Using more realistic technology, more job seekers and recruiters are finding each other online.
When Susan Burns, worldwide talent acquisition leader for Seattle-based public relations agency Waggener Edstrom Worldwide, decided to participate in a virtual job fair in December sponsored by business publication PRWeek, she wanted to make sure her booth represented her company’s culture of excellence. So she set out to make her virtual booth the best booth at the fair.
Visitors to the Waggener Edstrom virtual booth could watch two videos, text chat live with recruitment staff, read about openings at the company and download information about the agency.
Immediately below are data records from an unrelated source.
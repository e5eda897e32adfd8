//! Risk Scorer - Risk matching and project risk classification.

use serde::{Deserialize, Serialize};
use std::fmt;

use crate::domain::project::{
    Project, ProjectCategory, ProjectPhase, RegulatoryComplexity, RiskCategory,
};

/// How closely a project's risk matches an investor's tolerance.
#[derive(Debug, Clone, Copy, PartialEq, Eq, Hash, PartialOrd, Ord, Serialize, Deserialize)]
#[serde(rename_all = "snake_case")]
pub enum MatchLevel {
    Excellent,
    Good,
    Fair,
    Poor,
}

impl MatchLevel {
    /// Level for an absolute risk difference. Boundaries go to the better tier.
    pub fn from_difference(difference: f64) -> Self {
        if difference <= 10.0 {
            MatchLevel::Excellent
        } else if difference <= 20.0 {
            MatchLevel::Good
        } else if difference <= 30.0 {
            MatchLevel::Fair
        } else {
            MatchLevel::Poor
        }
    }
}

impl fmt::Display for MatchLevel {
    fn fmt(&self, f: &mut fmt::Formatter<'_>) -> fmt::Result {
        match self {
            MatchLevel::Excellent => write!(f, "excellent"),
            MatchLevel::Good => write!(f, "good"),
            MatchLevel::Fair => write!(f, "fair"),
            MatchLevel::Poor => write!(f, "poor"),
        }
    }
}

/// Direction of a risk mismatch.
#[derive(Debug, Clone, Copy, PartialEq, Eq, Hash, Serialize, Deserialize)]
#[serde(rename_all = "snake_case")]
pub enum RiskAlignment {
    TooRisky,
    TooConservative,
    Aligned,
}

impl RiskAlignment {
    /// Project more than 15 points away from the investor in either direction
    /// is out of alignment.
    pub fn assess(user_value: f64, project_value: f64) -> Self {
        if project_value > user_value + 15.0 {
            RiskAlignment::TooRisky
        } else if project_value < user_value - 15.0 {
            RiskAlignment::TooConservative
        } else {
            RiskAlignment::Aligned
        }
    }

    pub fn description(&self) -> &'static str {
        match self {
            RiskAlignment::TooRisky => "Project risk is too high for your risk profile",
            RiskAlignment::TooConservative => {
                "Project is too conservative for your risk profile"
            }
            RiskAlignment::Aligned => "Project risk aligns with your risk profile",
        }
    }
}

/// Result of comparing investor and project risk values.
#[derive(Debug, Clone, Copy, PartialEq, Serialize, Deserialize)]
pub struct RiskMatch {
    pub match_level: MatchLevel,
    pub difference: f64,
    pub risk_assessment: RiskAlignment,
}

/// Base score the classification heuristic adjusts from.
pub const HEURISTIC_BASE_SCORE: f64 = 50.0;

/// Risk scoring functions.
pub struct RiskScorer;

impl RiskScorer {
    /// Compares an investor risk value against a project risk value.
    pub fn match_risk(user_value: f64, project_value: f64) -> RiskMatch {
        let difference = (user_value - project_value).abs();
        RiskMatch {
            match_level: MatchLevel::from_difference(difference),
            difference,
            risk_assessment: RiskAlignment::assess(user_value, project_value),
        }
    }

    /// Buckets a project by its risk score.
    pub fn classify_project_risk(project: &Project) -> RiskCategory {
        RiskCategory::from_score(Self::project_risk_score(project))
    }

    /// Assessed overall score when present, otherwise the heuristic.
    pub fn project_risk_score(project: &Project) -> f64 {
        project
            .risk
            .as_ref()
            .map(|risk| risk.overall_score())
            .unwrap_or_else(|| Self::heuristic_score(project))
    }

    /// Derives a 0-100 score from category, phase, duration, budget and
    /// regulatory complexity. Each adjustment applies independently.
    pub fn heuristic_score(project: &Project) -> f64 {
        let mut score = HEURISTIC_BASE_SCORE;

        score += Self::category_adjustment(project.category);
        score += Self::phase_adjustment(project.phase);

        if project.duration_months > 60 {
            score += 10.0;
        } else if project.duration_months < 24 {
            score -= 5.0;
        }

        if project.budget > 100_000_000.0 {
            score += 10.0;
        } else if project.budget < 5_000_000.0 {
            score -= 5.0;
        }

        score += match project.regulatory_complexity {
            RegulatoryComplexity::High => 10.0,
            RegulatoryComplexity::Medium => 5.0,
            RegulatoryComplexity::Low => 0.0,
        };

        score.clamp(0.0, 100.0)
    }

    fn category_adjustment(category: ProjectCategory) -> f64 {
        match category {
            ProjectCategory::Energy => -5.0,
            ProjectCategory::Water => -5.0,
            ProjectCategory::Transport => 5.0,
            ProjectCategory::Telecommunications => 0.0,
            ProjectCategory::Healthcare => 5.0,
            ProjectCategory::Education => -5.0,
            ProjectCategory::Housing => 0.0,
            ProjectCategory::Agriculture => 10.0,
            ProjectCategory::WasteManagement => 5.0,
            ProjectCategory::Other => 10.0,
        }
    }

    fn phase_adjustment(phase: ProjectPhase) -> f64 {
        match phase {
            ProjectPhase::Planning => 15.0,
            ProjectPhase::Construction => 10.0,
            ProjectPhase::Operational => -10.0,
            ProjectPhase::Expansion => 0.0,
        }
    }
}

#[cfg(test)]
mod tests {
    use super::*;
    use crate::domain::project::{ProjectRisk, RiskLevel};

    #[test]
    fn match_levels_follow_difference_bands() {
        assert_eq!(RiskScorer::match_risk(50.0, 50.0).match_level, MatchLevel::Excellent);
        assert_eq!(RiskScorer::match_risk(50.0, 60.0).match_level, MatchLevel::Excellent);
        assert_eq!(RiskScorer::match_risk(50.0, 70.0).match_level, MatchLevel::Good);
        assert_eq!(RiskScorer::match_risk(50.0, 80.0).match_level, MatchLevel::Fair);
        assert_eq!(RiskScorer::match_risk(50.0, 80.5).match_level, MatchLevel::Poor);
    }

    #[test]
    fn difference_is_absolute() {
        let m = RiskScorer::match_risk(60.0, 25.0);
        assert_eq!(m.difference, 35.0);
        assert_eq!(m.match_level, MatchLevel::Poor);
    }

    #[test]
    fn alignment_uses_fifteen_point_band() {
        assert_eq!(
            RiskScorer::match_risk(50.0, 66.0).risk_assessment,
            RiskAlignment::TooRisky
        );
        assert_eq!(
            RiskScorer::match_risk(50.0, 65.0).risk_assessment,
            RiskAlignment::Aligned
        );
        assert_eq!(
            RiskScorer::match_risk(50.0, 34.0).risk_assessment,
            RiskAlignment::TooConservative
        );
    }

    #[test]
    fn assessed_score_wins_over_heuristic() {
        let project = Project::new("Dam", "hydro power")
            .unwrap()
            .with_risk(ProjectRisk::uniform(RiskLevel::Low));
        assert_eq!(RiskScorer::project_risk_score(&project), 25.0);
        assert_eq!(
            RiskScorer::classify_project_risk(&project),
            RiskCategory::LowRisk
        );
    }

    #[test]
    fn heuristic_adds_independent_adjustments() {
        // energy -5, planning +15, duration 0 (<24) -5, budget 0 (<5M) -5, medium +5
        let project = Project::new("Solar farm", "solar").unwrap();
        assert_eq!(RiskScorer::heuristic_score(&project), 55.0);

        let operational = Project::new("Solar farm", "solar")
            .unwrap()
            .with_phase(ProjectPhase::Operational)
            .with_duration_months(36)
            .with_budget(20_000_000.0)
            .with_regulatory_complexity(RegulatoryComplexity::Low);
        assert_eq!(RiskScorer::heuristic_score(&operational), 35.0);
        assert_eq!(
            RiskScorer::classify_project_risk(&operational),
            RiskCategory::MediumRisk
        );
    }

    #[test]
    fn heuristic_high_risk_project() {
        // other +10, planning +15, long +10, large +10, high +10
        let project = Project::new("Spaceport", "experimental")
            .unwrap()
            .with_duration_months(120)
            .with_budget(500_000_000.0)
            .with_regulatory_complexity(RegulatoryComplexity::High);
        assert_eq!(RiskScorer::heuristic_score(&project), 100.0);
        assert_eq!(
            RiskScorer::classify_project_risk(&project),
            RiskCategory::HighRisk
        );
    }
}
“I was particularly excited because it fit so well with who Waggener Edstrom is as a culture and a brand,” Burns says. “We gave the job seeker the opportunity to get to know us and to connect with us directly.”
Driven in part by technology for popular video games that are making it possible to create ever more realistic scenarios, virtual job fairs now have the ability to use video, voice and text to connect job seekers with recruiters in a universe that spans continents.
Consultants say the virtual job fair is still in the early adopter phase—and still nothing beats meeting a candidate face to face—but companies that consider themselves on the leading edge of human resources are taking note of the staffing opportunities derived from the burgeoning virtual world.
Luring Job Seekers Online
Dave Lefkow, CEO of Seattle-based Talentspark, says virtual job fairs were popular in the 1990s, but the technology wasn’t advanced enough to make the experience meaningful. Today, however, that has changed. “The technology has emerged [and] become an immersive experience,” he says.
At a virtual job fair, online visitors see a very similar setup to a regular job fair. They can listen to presentations, visit booths, leave resumes and business cards, participate in live chats, and get contact information from recruiters, HR managers and even hiring managers. The Waggener Edstrom booth included two six- to seven-minute videos—one that introduced the company culture and another that provided a discussion on innovation.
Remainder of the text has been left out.